Technological advancements have allowed robots to interact and collaborate with humans. Due to these interactions and collaborations humans have begun to perceive robots as teammates, which can have positive and negative effects on the performance of people. When acts like these take place, humans become reliant either on their robot teammate or their human teammate.
This is known to be “social loafing”, this is customary in an environment where people know that their contribution won’t be heard due to their teammates’ high performance. At the University of Berlin, scientists went in depth to investigate whether humans do in fact social loaf when they work with robots.
“Teamwork is a mixed blessing,” said Dietlind Helene Cymek, the study’s first author, who recently published the findings in the journal Frontiers in Robotics and AI. “Working together can motivate people to perform well, but it can also lead to motivation loss because individual contributions are not as visible.” We wanted to see if we could uncover similar motivational effects when the teammate is a robot.”
Lend A Hand
Scientists put their theory to the test by simulating an industrial defect-inspection task: examining circuit boards for errors. 42 participants were given circuit board images by scientists. Circuit board images were blurred, images that were sharpened could only be viewed while holding a mouse tool while swiping over them. This move allowed the scientists to inspect the board of the participants.

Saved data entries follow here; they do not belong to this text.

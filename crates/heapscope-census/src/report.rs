//! Census report rendering.

use crate::classifier::GenerationBucket;
use crate::config::CensusConfig;
use crate::engine::{CensusReport, Completeness};
use crate::layout::HeapLayout;
use crate::stats::{ClassStats, ClassStatsTable};
use std::fmt;

const COUNT_WIDTH: usize = 12;
const SIZE_WIDTH: usize = 16;
const TOTAL_LABEL: &str = "(total)";

/// Renders a [`CensusReport`] as fixed-width text.
#[derive(Debug, Clone)]
pub struct ReportFormatter {
    min_class_width: usize,
}

impl ReportFormatter {
    pub fn new(min_class_width: usize) -> Self {
        Self { min_class_width }
    }

    pub fn from_config(config: &CensusConfig) -> Self {
        Self::new(config.min_class_width)
    }

    /// Render the full report: one section per generation (or a single
    /// combined section for region-based heaps) and a summary line.
    pub fn render(&self, report: &CensusReport) -> String {
        Rendered {
            report,
            class_width: self.class_width(report),
        }
        .to_string()
    }

    /// Class column width, wide enough for every name in the report.
    fn class_width(&self, report: &CensusReport) -> usize {
        [
            GenerationBucket::Eden,
            GenerationBucket::Survivor,
            GenerationBucket::Old,
            GenerationBucket::Unknown,
        ]
        .iter()
        .map(|bucket| report.table(*bucket).widest_name())
        .chain([self.min_class_width, TOTAL_LABEL.len()])
        .max()
        .unwrap_or(self.min_class_width)
    }
}

impl Default for ReportFormatter {
    fn default() -> Self {
        Self::from_config(&CensusConfig::default())
    }
}

struct Rendered<'a> {
    report: &'a CensusReport,
    class_width: usize,
}

impl Rendered<'_> {
    fn line_width(&self) -> usize {
        self.class_width + COUNT_WIDTH + SIZE_WIDTH + 2
    }

    fn banner(&self, f: &mut fmt::Formatter<'_>, title: &str) -> fmt::Result {
        writeln!(f, "{:-^width$}", format!(" {title} "), width = self.line_width())
    }

    fn row(
        &self,
        f: &mut fmt::Formatter<'_>,
        class: &str,
        count: &dyn fmt::Display,
        size: &dyn fmt::Display,
    ) -> fmt::Result {
        writeln!(
            f,
            "{:<cw$} {:>nw$} {:>sw$}",
            class,
            count,
            size,
            cw = self.class_width,
            nw = COUNT_WIDTH,
            sw = SIZE_WIDTH
        )
    }

    fn section(
        &self,
        f: &mut fmt::Formatter<'_>,
        title: &str,
        table: &ClassStatsTable,
    ) -> fmt::Result {
        self.banner(f, title)?;
        self.row(f, "class", &"count", &"total size")?;

        if table.is_empty() {
            return writeln!(f, "(no objects)");
        }

        for (class, ClassStats { count, total_size }) in table.sorted() {
            self.row(f, class, &count, &total_size)?;
        }

        let totals = table.totals();
        self.row(f, TOTAL_LABEL, &totals.count, &totals.total_size)
    }
}

impl fmt::Display for Rendered<'_> {
    fn fmt(&self, f: &mut fmt::Formatter<'_>) -> fmt::Result {
        let report = self.report;

        if let Completeness::TimedOut { visited } = report.completeness() {
            writeln!(
                f,
                "INCOMPLETE: census stopped after {visited} objects (deadline reached)"
            )?;
        }

        if report.layout().supports_generations() {
            for bucket in GenerationBucket::GENERATIONS {
                self.section(f, bucket.label(), report.table(bucket))?;
            }
        } else {
            self.section(
                f,
                "All generations",
                report.table(GenerationBucket::Unknown),
            )?;
            if let HeapLayout::RegionBased { collector } = report.layout() {
                writeln!(
                    f,
                    "note: per-generation attribution unavailable for collector {collector}"
                )?;
            }
        }

        writeln!(f, "{}", "-".repeat(self.line_width()))?;
        write!(
            f,
            "visited={} attributed={} unknown={} misclassified={}",
            report.visited(),
            report.attributed(),
            report.unknown(),
            report.misclassified()
        )?;
        if let Some(used) = report.used_bytes() {
            write!(f, " used={}", format_bytes(used))?;
        }
        writeln!(f)
    }
}

/// Format a byte count for display.
pub fn format_bytes(bytes: u64) -> String {
    const KB: u64 = 1024;
    const MB: u64 = KB * 1024;
    const GB: u64 = MB * 1024;

    if bytes >= GB {
        format!("{:.2} GB", bytes as f64 / GB as f64)
    } else if bytes >= MB {
        format!("{:.2} MB", bytes as f64 / MB as f64)
    } else if bytes >= KB {
        format!("{:.2} KB", bytes as f64 / KB as f64)
    } else {
        format!("{} B", bytes)
    }
}
use crate::page::builder::{Figure, PageBuilder};
use crate::page::manifest::Hero;
use crate::page::style::Layout;

fn hero() -> Hero {
    Hero {
        title: "AI Universal Studio PRO++".to_string(),
        title_color: "#4B7BE5".to_string(),
        subtitle: Some("Sistema Multimodal".to_string()),
        subtitle_color: "#FF5B6A".to_string(),
        tagline: None,
    }
}

#[test]
fn test_document_shell() {
    let page = PageBuilder::new("Studio <PRO>", Layout::Wide, "pt-BR");
    let html = page.finish().unwrap();

    assert!(html.starts_with("<!DOCTYPE html>"));
    assert!(html.contains("<html lang=\"pt-BR\">"));
    assert!(html.contains("<title>Studio &lt;PRO&gt;</title>"));
    assert!(html.contains("font-family: 'Poppins', sans-serif;"));
    assert!(html.contains("<main class=\"layout-wide\">"));
    assert!(html.trim_end().ends_with("</html>"));
}

#[test]
fn test_hero_is_centred_and_coloured() {
    let mut page = PageBuilder::new("t", Layout::Centered, "pt-BR");
    page.hero(&hero()).unwrap();
    let html = page.finish().unwrap();

    assert!(html.contains("<h1 class=\"centered\" style=\"color:#4B7BE5;\">AI Universal Studio PRO++</h1>"));
    assert!(html.contains("<h4 class=\"centered\" style=\"color:#FF5B6A;\">Sistema Multimodal</h4>"));
    assert!(!html.contains("<p class=\"centered\""));
}

#[test]
fn test_section_heading_escapes_text() {
    let mut page = PageBuilder::new("t", Layout::Centered, "pt-BR");
    page.section_heading("O que é <isto>?", "#6C63FF").unwrap();
    let html = page.finish().unwrap();

    assert!(html.contains("<h2><span style=\"color:#6C63FF;\">O que é &lt;isto&gt;?</span></h2>"));
}

#[test]
fn test_markdown_is_inserted_unescaped() {
    let mut page = PageBuilder::new("t", Layout::Centered, "pt-BR");
    page.markdown("**forte**").unwrap();
    let html = page.finish().unwrap();

    assert!(html.contains("<div class=\"markdown\"><p><strong>forte</strong></p>\n</div>"));
}

#[test]
fn test_columns_with_missing_slot() {
    let mut page = PageBuilder::new("t", Layout::Wide, "pt-BR");
    page.columns(&[
        Some(Figure { src: "images/01_train.png".to_string(), caption: "Etapa 1".to_string() }),
        None,
        Some(Figure { src: "images/03_predict.png".to_string(), caption: String::new() }),
    ])
    .unwrap();
    let html = page.finish().unwrap();

    assert!(html.contains("<div class=\"columns\">"));
    assert!(html.contains("src=\"images/01_train.png\""));
    assert!(html.contains("<figcaption>Etapa 1</figcaption>"));
    assert!(html.contains("<div class=\"column\"></div>"));
    assert!(html.contains("src=\"images/03_predict.png\""));
    assert_eq!(html.matches("<figcaption>").count(), 1);
}

#[test]
fn test_notice_and_caption() {
    let mut page = PageBuilder::new("t", Layout::Wide, "pt-BR");
    page.notice("Imagem não encontrada: a.png").unwrap()
        .caption("© 2025").unwrap();
    let html = page.finish().unwrap();

    assert!(html.contains("<div class=\"notice\" role=\"alert\">Imagem não encontrada: a.png</div>"));
    assert!(html.contains("<p class=\"caption\">© 2025</p>"));
}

Half of the participants were informed that they would be working on circuit boards that had been inspected by a Panda robot. Although these participants did not work directly with Panda, they had seen and heard it while working. After inspecting and marking the boards for faults, all participants were asked to rate their own effort, how responsible they felt for the assignment, and how they did.

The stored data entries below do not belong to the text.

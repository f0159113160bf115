//! Minimal markdown rendering for section bodies
//!
//! Supports paragraphs, `-` bullet lists, `1.` ordered lists, `>` quotes,
//! hard line breaks (two trailing spaces), `**bold**`, `*italic*` and
//! `[text](url)` links. Text is HTML-escaped before any markup is added.

use lazy_static::lazy_static;
use quick_xml::escape::escape;
use regex::Regex;

lazy_static! {
    static ref LINK: Regex = Regex::new(r"\[([^\]]+)\]\(([^)\s]+)\)").expect("link pattern is valid");
    static ref BOLD: Regex = Regex::new(r"\*\*(.+?)\*\*").expect("bold pattern is valid");
    static ref ITALIC: Regex = Regex::new(r"\*([^*]+)\*").expect("italic pattern is valid");
    static ref ORDERED_ITEM: Regex = Regex::new(r"^\d+\.\s+(.*)$").expect("ordered item pattern is valid");
}

/// Block-level element recognised in a body
#[derive(Debug, Clone, PartialEq)]
enum Block {
    Paragraph(Vec<Line>),
    Bullets(Vec<String>),
    Ordered(Vec<String>),
    Quote(Vec<Line>),
}

#[derive(Debug, Clone, PartialEq)]
struct Line {
    text: String,
    hard_break: bool,
}

/// Render inline markup in a single line of text
pub fn render_inline(text: &str) -> String {
    let escaped = escape(text);
    let linked = LINK.replace_all(&escaped, r#"<a href="$2">$1</a>"#);
    let bold = BOLD.replace_all(&linked, "<strong>$1</strong>");
    ITALIC.replace_all(&bold, "<em>$1</em>").into_owned()
}

/// Render a markdown body into HTML
pub fn render_blocks(body: &str) -> String {
    let mut html = String::new();

    for block in parse_blocks(body) {
        match block {
            Block::Paragraph(lines) => {
                html.push_str("<p>");
                html.push_str(&join_lines(&lines));
                html.push_str("</p>\n");
            }
            Block::Quote(lines) => {
                html.push_str("<blockquote><p>");
                html.push_str(&join_lines(&lines));
                html.push_str("</p></blockquote>\n");
            }
            Block::Bullets(items) => push_list(&mut html, "ul", &items),
            Block::Ordered(items) => push_list(&mut html, "ol", &items),
        }
    }

    html
}

fn parse_blocks(body: &str) -> Vec<Block> {
    let mut blocks = Vec::new();
    let mut current: Option<Block> = None;

    for raw in body.lines() {
        let hard_break = raw.ends_with("  ");
        let line = raw.trim();

        if line.is_empty() {
            blocks.extend(current.take());
            continue;
        }

        if let Some(item) = line.strip_prefix("- ") {
            match current.as_mut() {
                Some(Block::Bullets(items)) => items.push(item.trim().to_string()),
                _ => {
                    blocks.extend(current.take());
                    current = Some(Block::Bullets(vec![item.trim().to_string()]));
                }
            }
        } else if let Some(caps) = ORDERED_ITEM.captures(line) {
            let item = caps[1].trim().to_string();
            match current.as_mut() {
                Some(Block::Ordered(items)) => items.push(item),
                _ => {
                    blocks.extend(current.take());
                    current = Some(Block::Ordered(vec![item]));
                }
            }
        } else if let Some(quoted) = line.strip_prefix('>') {
            let quoted = Line { text: quoted.trim().to_string(), hard_break };
            match current.as_mut() {
                Some(Block::Quote(lines)) => lines.push(quoted),
                _ => {
                    blocks.extend(current.take());
                    current = Some(Block::Quote(vec![quoted]));
                }
            }
        } else {
            let text = Line { text: line.to_string(), hard_break };
            match current.as_mut() {
                Some(Block::Paragraph(lines)) => lines.push(text),
                _ => {
                    blocks.extend(current.take());
                    current = Some(Block::Paragraph(vec![text]));
                }
            }
        }
    }

    blocks.extend(current);
    blocks
}

fn join_lines(lines: &[Line]) -> String {
    let mut out = String::new();
    for (i, line) in lines.iter().enumerate() {
        out.push_str(&render_inline(&line.text));
        if i + 1 < lines.len() {
            out.push_str(if line.hard_break { "<br>\n" } else { " " });
        }
    }
    out
}

fn push_list(html: &mut String, tag: &str, items: &[String]) {
    html.push_str(&format!("<{}>\n", tag));
    for item in items {
        html.push_str("<li>");
        html.push_str(&render_inline(item));
        html.push_str("</li>\n");
    }
    html.push_str(&format!("</{}>\n", tag));
}
//! Site manifest
//!
//! The page is described by a TOML manifest: page settings, a hero block,
//! ordered sections with optional image galleries, and a footer caption.
//! A manifest with the studio's own page is embedded in the binary.

use std::fs;
use std::path::Path;
use std::str::FromStr;
use lazy_static::lazy_static;
use log::{debug, warn};

use crate::errors::{StudioError, StudioResult};
use crate::page::style::Layout;
use crate::utils::color_utils::is_css_hex;

/// Notice shown in place of an image that could not be loaded
pub const DEFAULT_MISSING_IMAGE_NOTICE: &str = "Imagem não encontrada: {path}";

const DEFAULT_HEADING_COLOR: &str = "#6C63FF";
const DEFAULT_HERO_TITLE_COLOR: &str = "#4B7BE5";
const DEFAULT_HERO_SUBTITLE_COLOR: &str = "#FF5B6A";

lazy_static! {
    static ref DEFAULT_SITE: Result<SiteManifest, String> = {
        let content = include_str!("../../studio_page.toml");
        content.parse::<SiteManifest>().map_err(|e| e.to_string())
    };
}

/// Page-wide settings
#[derive(Debug, Clone, PartialEq)]
pub struct PageSettings {
    /// Browser title
    pub title: String,
    pub layout: Layout,
    /// Document language tag
    pub lang: String,
    /// Notice template for unavailable images; `{path}` is replaced
    pub missing_image_notice: String,
}

/// Centred header block at the top of the page
#[derive(Debug, Clone, PartialEq)]
pub struct Hero {
    pub title: String,
    pub title_color: String,
    pub subtitle: Option<String>,
    pub subtitle_color: String,
    pub tagline: Option<String>,
}

/// One image slot in a section gallery
#[derive(Debug, Clone, PartialEq)]
pub struct GalleryImage {
    /// Image path, relative to the manifest directory
    pub path: String,
    pub caption: String,
}

/// A headed block of markdown, optionally followed by an image gallery
#[derive(Debug, Clone, PartialEq)]
pub struct Section {
    pub heading: String,
    pub color: String,
    pub body: String,
    pub gallery: Vec<GalleryImage>,
}

/// Complete description of the page
#[derive(Debug, Clone, PartialEq)]
pub struct SiteManifest {
    pub page: PageSettings,
    pub hero: Hero,
    pub sections: Vec<Section>,
    pub footer: Option<String>,
}

impl SiteManifest {
    /// Load a manifest from a file
    pub fn load(path: impl AsRef<Path>) -> StudioResult<Self> {
        let path = path.as_ref();
        let content = fs::read_to_string(path).map_err(|e| {
            StudioError::ManifestError(format!("Cannot read {}: {}", path.display(), e))
        })?;
        content.parse()
    }

    /// The embedded manifest for the studio's own page
    pub fn default_site() -> StudioResult<Self> {
        DEFAULT_SITE.clone().map_err(StudioError::ManifestError)
    }

    /// All gallery images in page order
    pub fn gallery_images(&self) -> impl Iterator<Item = &GalleryImage> {
        self.sections.iter().flat_map(|section| section.gallery.iter())
    }

    /// Notice text for an image that could not be loaded
    pub fn missing_image_notice(&self, path: &str) -> String {
        self.page.missing_image_notice.replace("{path}", path)
    }
}

/// Parse a manifest from a TOML string
impl FromStr for SiteManifest {
    type Err = StudioError;

    fn from_str(content: &str) -> StudioResult<Self> {
        let toml_value: toml::Value = match content.parse() {
            Ok(value) => value,
            Err(e) => return Err(StudioError::ManifestError(format!("Failed to parse TOML: {}", e))),
        };

        let page = parse_page(&toml_value)?;
        let hero = parse_hero(&toml_value)?;

        let mut sections = Vec::new();
        if let Some(array) = toml_value.get("sections").and_then(|v| v.as_array()) {
            for (index, value) in array.iter().enumerate() {
                sections.push(parse_section(index, value)?);
            }
        }

        let footer = optional_string(&toml_value, "footer");

        debug!("Parsed manifest '{}' with {} sections", page.title, sections.len());
        Ok(SiteManifest { page, hero, sections, footer })
    }

}

fn parse_page(root: &toml::Value) -> StudioResult<PageSettings> {
    let table = root
        .get("page")
        .ok_or_else(|| StudioError::ManifestError("Missing [page] table".to_string()))?;

    let title = required_string(table, "title", "page")?;

    let layout = match optional_string(table, "layout") {
        Some(name) => Layout::from_name(&name).ok_or_else(|| {
            StudioError::ManifestError(format!("Unknown layout '{}' (expected wide or centered)", name))
        })?,
        None => Layout::Centered,
    };

    Ok(PageSettings {
        title,
        layout,
        lang: optional_string(table, "lang").unwrap_or_else(|| "pt-BR".to_string()),
        missing_image_notice: optional_string(table, "missing_image_notice")
            .unwrap_or_else(|| DEFAULT_MISSING_IMAGE_NOTICE.to_string()),
    })
}

fn parse_hero(root: &toml::Value) -> StudioResult<Hero> {
    let table = root
        .get("hero")
        .ok_or_else(|| StudioError::ManifestError("Missing [hero] table".to_string()))?;

    Ok(Hero {
        title: required_string(table, "title", "hero")?,
        title_color: color_or_default(table, "title_color", DEFAULT_HERO_TITLE_COLOR),
        subtitle: optional_string(table, "subtitle"),
        subtitle_color: color_or_default(table, "subtitle_color", DEFAULT_HERO_SUBTITLE_COLOR),
        tagline: optional_string(table, "tagline"),
    })
}

fn parse_section(index: usize, value: &toml::Value) -> StudioResult<Section> {
    let context = format!("sections[{}]", index);
    let heading = required_string(value, "heading", &context)?;

    let mut gallery = Vec::new();
    if let Some(images) = value.get("gallery").and_then(|v| v.as_array()) {
        for (slot, image) in images.iter().enumerate() {
            let slot_context = format!("{}.gallery[{}]", context, slot);
            gallery.push(GalleryImage {
                path: required_string(image, "path", &slot_context)?,
                caption: required_string(image, "caption", &slot_context)?,
            });
        }
    }

    Ok(Section {
        heading,
        color: color_or_default(value, "color", DEFAULT_HEADING_COLOR),
        body: optional_string(value, "body").unwrap_or_default(),
        gallery,
    })
}

fn required_string(table: &toml::Value, key: &str, context: &str) -> StudioResult<String> {
    optional_string(table, key)
        .ok_or_else(|| StudioError::ManifestError(format!("Missing string '{}' in {}", key, context)))
}

fn optional_string(table: &toml::Value, key: &str) -> Option<String> {
    table.get(key).and_then(|v| v.as_str()).map(|s| s.to_string())
}

fn color_or_default(table: &toml::Value, key: &str, default: &str) -> String {
    match optional_string(table, key) {
        Some(color) if is_css_hex(&color) => color,
        Some(color) => {
            warn!("Ignoring invalid colour '{}' for {}, using {}", color, key, default);
            default.to_string()
        }
        None => default.to_string(),
    }
}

Observing but not perceiving
At first glance, it seemed that there was no difference in the presence of the Panda. Statistically there was no difference between the groups regarding the time spent examining the circuit boards with the areas searched. Rating feelings of responsibility were demanded for the task for both groups and as the effort expended so did the performance.
However, when the scientists examined the participants’ error rates more closely, they discovered that those who worked with Panda caught fewer problems later in the task, even though Panda had previously detected several errors. This may be due to the ‘seeing but not seeing’ effect, in which people become accustomed to relying on something and engage with it less intellectually. Although the participants thought they were paying equal attention, they unconsciously concluded Panda had not missed any faults.
According to Dr. Linda Onnasch, senior author of the study, “It is easy to track where a person is looking, but much harder to tell whether that visual information is being sufficiently processed at a mental level.”
The authors expressed concern that this might have safety repercussions. “In our experiment, the subjects worked on the task for about 90 minutes, and we already found that fewer quality errors were detected when they worked in a team,” claimed Onnasch. “The loss of motivation tends to be considerably larger during longer shifts, when duties are routine, and the work environment provides little in the way of performance monitoring and feedback. This can have a negative effect on job outputs in manufacturing generally, but notably in safety-related areas where double-checking is widespread.
There were some limitations pointed out on the test by the scientists. For example, when where told they were partnered up with a robot and the work was shown, they weren’t in direct contact with Panda. In addition to that, social loafing is hard to start in a setting like a laboratory since participants are aware that they are watched.
Cymek explained “The main limitation is the laboratory setting, to find out how big the problem of loss of motivation is in human-robot interaction, we need to go into the field and test our assumptions in real work environments, with skilled workers who routinely do their work in teams with robots.”